Se la non adesione al secondo punto deriva spesso da una personalità romantica, il primo requisito non è verificato in presenza di una personalità irrazionale o semplicistica. Una delle manifestazioni più irrazionali della speranza è rappresentata dai festeggiamenti per il Capodanno, quando si spera in un anno migliore, spesso senza avere nessuna informazione utile sul futuro.

Infine, la speranza ottimistica può essere associata a una personalità indecisa che spera sempre di arrivare al massimo, quando non ha capito che sperare vuol dire rimanere immobili dove si è, perdendo tante opportunità.

La speranza pessimistica è invece tipica dell’insofferente o dell’insoddisfatto, ormai deluso dalle esperienze precedenti, incapace di elaborare piani di riserva, fissati su obiettivi più raggiungibili.

Speranza e religione

Una forma di speranza ottimistica è quella della religione. Che si creda nel paradiso o nella reincarnazione, fondamentale è sperare che ci sia qualcosa dopo la morte: l’uomo crea Dio come frutto della speranza di una sconfitta della fine. Una semplice analisi razionale (paradosso di Buechner) mostra che, se Dio esiste, sicuramente non si interessa alle sorti degli uomini e quindi non si vede perché debba preoccuparsi di renderli “eterni”. Si noti che, per avere più credito, le religioni rivelate (peraltro non compatibili fra di loro: se un cristiano fosse nato a Baghdad sarebbe islamico!) costruiscono miti e Chiese, liturgie e modi di vita quasi scaramantici (con “proibizioni” per esempio nell’alimentazione, nel sesso ecc.) per guadagnarsi la vita eterna.
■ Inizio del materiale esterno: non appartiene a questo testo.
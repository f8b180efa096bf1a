use crate::error::{Result, TelemetryError};
use crate::types::{Channel, Sample, FIELD_BYTES};

/// Decodifica un payload BLE según el layout del canal.
///
/// Cada campo ocupa 4 bytes float32 little-endian en `índice * 4`.
/// Los bytes sobrantes al final se ignoran; un payload corto se rechaza.
pub fn decode(channel: &Channel, value: &[u8], timestamp: f64) -> Result<Sample> {
    let expected = channel.payload_len();
    if value.len() < expected {
        return Err(TelemetryError::MalformedPayload {
            channel: channel.id.clone(),
            expected,
            actual: value.len(),
        });
    }

    let fields = channel
        .fields
        .iter()
        .zip(value.chunks_exact(FIELD_BYTES))
        .map(|(name, bytes)| {
            let v = f32::from_le_bytes([bytes[0], bytes[1], bytes[2], bytes[3]]);
            (name.clone(), v)
        })
        .collect();

    Ok(Sample {
        channel: channel.id.clone(),
        timestamp,
        fields,
    })
}

/// Codifica valores en el mismo layout que envía el dispositivo
pub fn encode(values: &[f32]) -> Vec<u8> {
    let mut out = Vec::with_capacity(values.len() * FIELD_BYTES);
    for v in values {
        out.extend_from_slice(&v.to_le_bytes());
    }
    out
}
use crate::core::names::{DAY_NAMES, MONTH_NAMES};
use crate::types::timestamp::Components;

/// Renders a single matched token, or `None` when the match has no table
/// entry (quoted literals, `L`/`l`) and must pass through unchanged.
pub(crate) fn value(
    token: &str,
    c: &Components,
    zone: &str,
    offset_minutes: i32,
) -> Option<String> {
    let rendered: String = match token {
        "d" => c.day.to_string(),
        "dd" => pad(c.day, 2),
        "ddd" => DAY_NAMES[c.week_day as usize].to_string(),
        "dddd" => DAY_NAMES[c.week_day as usize + 7].to_string(),
        "M" => (c.month0 + 1).to_string(),
        "MM" => pad(c.month0 + 1, 2),
        "MMM" => MONTH_NAMES[c.month0 as usize].to_string(),
        "MMMM" => MONTH_NAMES[c.month0 as usize + 12].to_string(),
        "yy" => short_year(c.year),
        "yyyy" => c.year.to_string(),
        "h" => twelve_hour(c.hour).to_string(),
        "hh" => pad(twelve_hour(c.hour), 2),
        "H" => c.hour.to_string(),
        "HH" => pad(c.hour, 2),
        "m" => c.minute.to_string(),
        "mm" => pad(c.minute, 2),
        "s" => c.second.to_string(),
        "ss" => pad(c.second, 2),
        "S" => pad(c.millisecond, 1),
        "a" => if c.hour < 12 { "a" } else { "p" }.to_string(),
        "aa" => if c.hour < 12 { "am" } else { "pm" }.to_string(),
        "A" => if c.hour < 12 { "A" } else { "P" }.to_string(),
        "AA" => if c.hour < 12 { "AM" } else { "PM" }.to_string(),
        "Z" => zone.to_string(),
        "o" => utc_offset_field(offset_minutes),
        _ => return None,
    };
    Some(rendered)
}

/// Zero-pads to a minimum width; values already wide enough are unchanged.
fn pad(value: u32, width: usize) -> String {
    format!("{value:0width$}")
}

/// Hour on the 12-hour dial: 0 and 12 both render as 12.
fn twelve_hour(hour: u32) -> u32 {
    match hour % 12 {
        0 => 12,
        h => h,
    }
}

/// Year with its first two characters dropped: 2021 gives "21", 985 gives
/// "5".
fn short_year(year: i32) -> String {
    let digits: String = year.to_string();
    digits.get(2..).unwrap_or("").to_string()
}

/// Signed four-digit offset field, `-0500` style. A positive minute offset
/// (local behind UTC) renders with a `-` sign.
fn utc_offset_field(offset_minutes: i32) -> String {
    let sign: char = if offset_minutes > 0 { '-' } else { '+' };
    let magnitude: u32 = offset_minutes.unsigned_abs();
    format!("{sign}{:04}", (magnitude / 60) * 100 + magnitude % 60)
}

#[cfg(test)]
mod tests {
    use pretty_assertions::assert_eq;
    use rstest::rstest;

    use super::*;

    fn parts() -> Components {
        Components {
            week_day: 4,
            day: 4,
            month0: 2,
            year: 2021,
            hour: 5,
            minute: 6,
            second: 7,
            millisecond: 8,
        }
    }

    #[rstest]
    #[case("d", "4")]
    #[case("dd", "04")]
    #[case("ddd", "Thu")]
    #[case("dddd", "Thursday")]
    #[case("M", "3")]
    #[case("MM", "03")]
    #[case("MMM", "Mar")]
    #[case("MMMM", "March")]
    #[case("yy", "21")]
    #[case("yyyy", "2021")]
    #[case("h", "5")]
    #[case("hh", "05")]
    #[case("H", "5")]
    #[case("HH", "05")]
    #[case("m", "6")]
    #[case("mm", "06")]
    #[case("s", "7")]
    #[case("ss", "07")]
    #[case("S", "8")]
    #[case("a", "a")]
    #[case("aa", "am")]
    #[case("A", "A")]
    #[case("AA", "AM")]
    fn test_token_table(#[case] token: &str, #[case] expected: &str) {
        assert_eq!(value(token, &parts(), "", 0).as_deref(), Some(expected));
    }

    #[rstest]
    #[case("L")]
    #[case("l")]
    #[case("'quoted'")]
    #[case("q")]
    fn test_entry_less_matches_pass_through(#[case] token: &str) {
        assert_eq!(value(token, &parts(), "", 0), None);
    }

    #[rstest]
    fn test_zone_is_emitted_verbatim() {
        assert_eq!(
            value("Z", &parts(), "GMT+0100", -60).as_deref(),
            Some("GMT+0100")
        );
    }

    #[rstest]
    #[case(300, "-0500")]
    #[case(-60, "+0100")]
    #[case(0, "+0000")]
    #[case(-90, "+0130")]
    fn test_offset_field(#[case] offset_minutes: i32, #[case] expected: &str) {
        assert_eq!(utc_offset_field(offset_minutes), expected);
    }

    #[rstest]
    #[case(0, 12)]
    #[case(5, 5)]
    #[case(12, 12)]
    #[case(23, 11)]
    fn test_twelve_hour_dial(#[case] hour: u32, #[case] expected: u32) {
        assert_eq!(twelve_hour(hour), expected);
    }

    #[rstest]
    #[case(2021, "21")]
    #[case(1999, "99")]
    #[case(985, "5")]
    #[case(12, "")]
    fn test_short_year(#[case] year: i32, #[case] expected: &str) {
        assert_eq!(short_year(year), expected);
    }

    #[rstest]
    fn test_pad_keeps_wider_values() {
        assert_eq!(pad(123, 2), "123");
        assert_eq!(pad(0, 1), "0");
        assert_eq!(pad(100, 4), "0100");
    }
}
Speranza e salute: il trucco del futuro

Salutisticamente, esistono processi, come l’invecchiamento (si pensi alle rughe) che sono tutto sommato molto lenti. Il trucco del futuro consiste nel pubblicare ricerche (spesso su media di dubbia credibilità, non certo sulle più prestigiose riviste scientifiche internazionali) che lanciano una soluzione affidandosi al fatto che per mostrare concretamente che non funziona si dovranno attendere anni, se non decenni. Se peroro l’uso di X per fermare l’invecchiamento, prima che la “bufala” sia scoperta, chi vende X potrà fare molti soldi speculando sulle speranze della gente. Il sistema corretto sarebbe quello di mostrare che su animali (magari biologicamente più simili all’uomo come i maiali) il tutto funziona: si prende un maiale di 12 anni (la vita media di un maiale è di 18 anni) e si mostra che non invecchia. Cosa che per ora nessuno è riuscito a fare.